┌──

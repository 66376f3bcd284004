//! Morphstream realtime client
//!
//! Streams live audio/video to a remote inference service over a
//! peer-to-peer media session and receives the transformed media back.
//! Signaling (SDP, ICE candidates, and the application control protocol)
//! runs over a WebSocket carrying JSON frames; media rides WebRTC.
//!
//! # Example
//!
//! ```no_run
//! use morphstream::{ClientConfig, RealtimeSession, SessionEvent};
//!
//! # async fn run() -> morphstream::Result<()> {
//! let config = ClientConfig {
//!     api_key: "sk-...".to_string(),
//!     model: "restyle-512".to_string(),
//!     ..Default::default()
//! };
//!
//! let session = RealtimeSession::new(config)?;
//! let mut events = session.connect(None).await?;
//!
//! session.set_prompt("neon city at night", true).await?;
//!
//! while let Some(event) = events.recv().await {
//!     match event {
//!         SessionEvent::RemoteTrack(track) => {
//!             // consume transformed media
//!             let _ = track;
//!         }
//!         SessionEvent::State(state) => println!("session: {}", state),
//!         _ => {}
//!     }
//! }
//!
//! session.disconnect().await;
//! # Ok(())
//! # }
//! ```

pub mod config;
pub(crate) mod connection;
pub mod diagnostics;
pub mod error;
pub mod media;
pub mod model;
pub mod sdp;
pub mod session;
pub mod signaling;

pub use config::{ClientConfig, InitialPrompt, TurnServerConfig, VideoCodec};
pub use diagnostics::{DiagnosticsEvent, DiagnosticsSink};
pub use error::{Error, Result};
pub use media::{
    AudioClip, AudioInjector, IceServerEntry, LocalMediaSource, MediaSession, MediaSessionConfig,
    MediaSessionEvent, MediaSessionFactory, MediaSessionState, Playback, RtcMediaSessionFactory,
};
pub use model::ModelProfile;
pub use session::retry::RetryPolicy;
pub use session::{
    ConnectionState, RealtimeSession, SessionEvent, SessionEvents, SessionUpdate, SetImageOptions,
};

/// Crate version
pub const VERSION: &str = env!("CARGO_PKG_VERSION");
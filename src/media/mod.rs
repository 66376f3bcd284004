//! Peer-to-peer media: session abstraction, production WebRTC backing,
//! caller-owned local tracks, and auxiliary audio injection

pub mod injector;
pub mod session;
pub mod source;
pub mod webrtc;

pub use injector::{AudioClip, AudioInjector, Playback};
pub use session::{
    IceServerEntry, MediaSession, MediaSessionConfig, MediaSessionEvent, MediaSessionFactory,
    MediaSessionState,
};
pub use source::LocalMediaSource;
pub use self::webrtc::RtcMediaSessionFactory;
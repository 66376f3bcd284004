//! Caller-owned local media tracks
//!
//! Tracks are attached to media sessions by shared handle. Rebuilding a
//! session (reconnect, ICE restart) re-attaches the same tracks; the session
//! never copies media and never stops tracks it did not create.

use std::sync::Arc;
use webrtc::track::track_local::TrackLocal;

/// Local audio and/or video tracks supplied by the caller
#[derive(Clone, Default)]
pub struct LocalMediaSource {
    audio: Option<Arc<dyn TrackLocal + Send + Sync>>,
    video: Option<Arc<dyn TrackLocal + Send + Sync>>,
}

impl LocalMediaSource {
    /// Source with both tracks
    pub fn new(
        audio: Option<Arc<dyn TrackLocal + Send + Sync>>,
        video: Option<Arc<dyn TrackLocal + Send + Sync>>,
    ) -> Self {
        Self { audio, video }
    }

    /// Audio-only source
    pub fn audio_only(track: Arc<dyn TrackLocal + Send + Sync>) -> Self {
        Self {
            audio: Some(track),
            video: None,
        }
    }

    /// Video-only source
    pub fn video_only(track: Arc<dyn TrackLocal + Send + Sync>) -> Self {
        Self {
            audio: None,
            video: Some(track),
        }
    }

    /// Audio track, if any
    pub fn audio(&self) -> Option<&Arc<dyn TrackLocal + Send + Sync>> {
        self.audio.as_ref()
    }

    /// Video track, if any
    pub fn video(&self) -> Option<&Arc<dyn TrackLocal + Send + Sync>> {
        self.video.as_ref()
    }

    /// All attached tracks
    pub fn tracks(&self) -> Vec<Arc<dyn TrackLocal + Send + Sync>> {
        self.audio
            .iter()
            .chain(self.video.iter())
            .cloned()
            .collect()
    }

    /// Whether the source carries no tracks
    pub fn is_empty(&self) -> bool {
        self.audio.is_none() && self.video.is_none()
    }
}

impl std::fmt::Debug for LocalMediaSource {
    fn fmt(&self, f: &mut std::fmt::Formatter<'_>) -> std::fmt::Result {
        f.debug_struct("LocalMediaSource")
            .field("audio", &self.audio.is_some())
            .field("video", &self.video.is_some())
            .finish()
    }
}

└──

» WHAT THE TASK REQUIRES: Transcribe every record exactly, keeping each line as it is.

» SOLUTION FOR THIS PROBLEM:
repository 66376f3bcd284004
//! Morphstream realtime client
//!
//! Streams live audio/video to a remote inference service over a
//! peer-to-peer media session and receives the transformed media back.
//! Signaling (SDP, ICE candidates, and the application control protocol)
//! runs over a WebSocket carrying JSON frames; media rides WebRTC.
//!
//! # Example
//!
//! ```no_run
//! use morphstream::{ClientConfig, RealtimeSession, SessionEvent};
//!
//! # async fn run() -> morphstream::Result<()> {
//! let config = ClientConfig {
//!     api_key: "sk-...".to_string(),
//!     model: "restyle-512".to_string(),
//!     ..Default::default()
//! };
//!
//! let session = RealtimeSession::new(config)?;
//! let mut events = session.connect(None).await?;
//!
//! session.set_prompt("neon city at night", true).await?;
//!
//! while let Some(event) = events.recv().await {
//!     match event {
//!         SessionEvent::RemoteTrack(track) => {
//!             // consume transformed media
//!             let _ = track;
//!         }
//!         SessionEvent::State(state) => println!("session: {}", state),
//!         _ => {}
//!     }
//! }
//!
//! session.disconnect().await;
//! # Ok(())
//! # }
//! ```

pub mod config;
pub(crate) mod connection;
pub mod diagnostics;
pub mod error;
pub mod media;
pub mod model;
pub mod sdp;
pub mod session;
pub mod signaling;

pub use config::{ClientConfig, InitialPrompt, TurnServerConfig, VideoCodec};
pub use diagnostics::{DiagnosticsEvent, DiagnosticsSink};
pub use error::{Error, Result};
pub use media::{
    AudioClip, AudioInjector, IceServerEntry, LocalMediaSource, MediaSession, MediaSessionConfig,
    MediaSessionEvent, MediaSessionFactory, MediaSessionState, Playback, RtcMediaSessionFactory,
};
pub use model::ModelProfile;
pub use session::retry::RetryPolicy;
pub use session::{
    ConnectionState, RealtimeSession, SessionEvent, SessionEvents, SessionUpdate, SetImageOptions,
};

/// Crate version
pub const VERSION: &str = env!("CARGO_PKG_VERSION");
filename src/media/mod.rs
repository 66376f3bcd284004
//! Peer-to-peer media: session abstraction, production WebRTC backing,
//! caller-owned local tracks, and auxiliary audio injection

pub mod injector;
pub mod session;
pub mod source;
pub mod webrtc;

pub use injector::{AudioClip, AudioInjector, Playback};
pub use session::{
    IceServerEntry, MediaSession, MediaSessionConfig, MediaSessionEvent, MediaSessionFactory,
    MediaSessionState,
};
pub use source::LocalMediaSource;
pub use self::webrtc::RtcMediaSessionFactory;
repository 66376f3bcd284004
//! Caller-owned local media tracks
//!
//! Tracks are attached to media sessions by shared handle. Rebuilding a
//! session (reconnect, ICE restart) re-attaches the same tracks; the session
//! never copies media and never stops tracks it did not create.

use std::sync::Arc;
use webrtc::track::track_local::TrackLocal;

/// Local audio and/or video tracks supplied by the caller
#[derive(Clone, Default)]
pub struct LocalMediaSource {
    audio: Option<Arc<dyn TrackLocal + Send + Sync>>,
    video: Option<Arc<dyn TrackLocal + Send + Sync>>,
}

impl LocalMediaSource {
    /// Source with both tracks
    pub fn new(
        audio: Option<Arc<dyn TrackLocal + Send + Sync>>,
        video: Option<Arc<dyn TrackLocal + Send + Sync>>,
    ) -> Self {
        Self { audio, video }
    }

    /// Audio-only source
    pub fn audio_only(track: Arc<dyn TrackLocal + Send + Sync>) -> Self {
        Self {
            audio: Some(track),
            video: None,
        }
    }

    /// Video-only source
    pub fn video_only(track: Arc<dyn TrackLocal + Send + Sync>) -> Self {
        Self {
            audio: None,
            video: Some(track),
        }
    }

    /// Audio track, if any
    pub fn audio(&self) -> Option<&Arc<dyn TrackLocal + Send + Sync>> {
        self.audio.as_ref()
    }

    /// Video track, if any
    pub fn video(&self) -> Option<&Arc<dyn TrackLocal + Send + Sync>> {
        self.video.as_ref()
    }

    /// All attached tracks
    pub fn tracks(&self) -> Vec<Arc<dyn TrackLocal + Send + Sync>> {
        self.audio
            .iter()
            .chain(self.video.iter())
            .cloned()
            .collect()
    }

    /// Whether the source carries no tracks
    pub fn is_empty(&self) -> bool {
        self.audio.is_none() && self.video.is_none()
    }
}

impl std::fmt::Debug for LocalMediaSource {
    fn fmt(&self, f: &mut std::fmt::Formatter<'_>) -> std::fmt::Result {
        f.debug_struct("LocalMediaSource")
            .field("audio", &self.audio.is_some())
            .field("video", &self.video.is_some())
            .finish()
    }
}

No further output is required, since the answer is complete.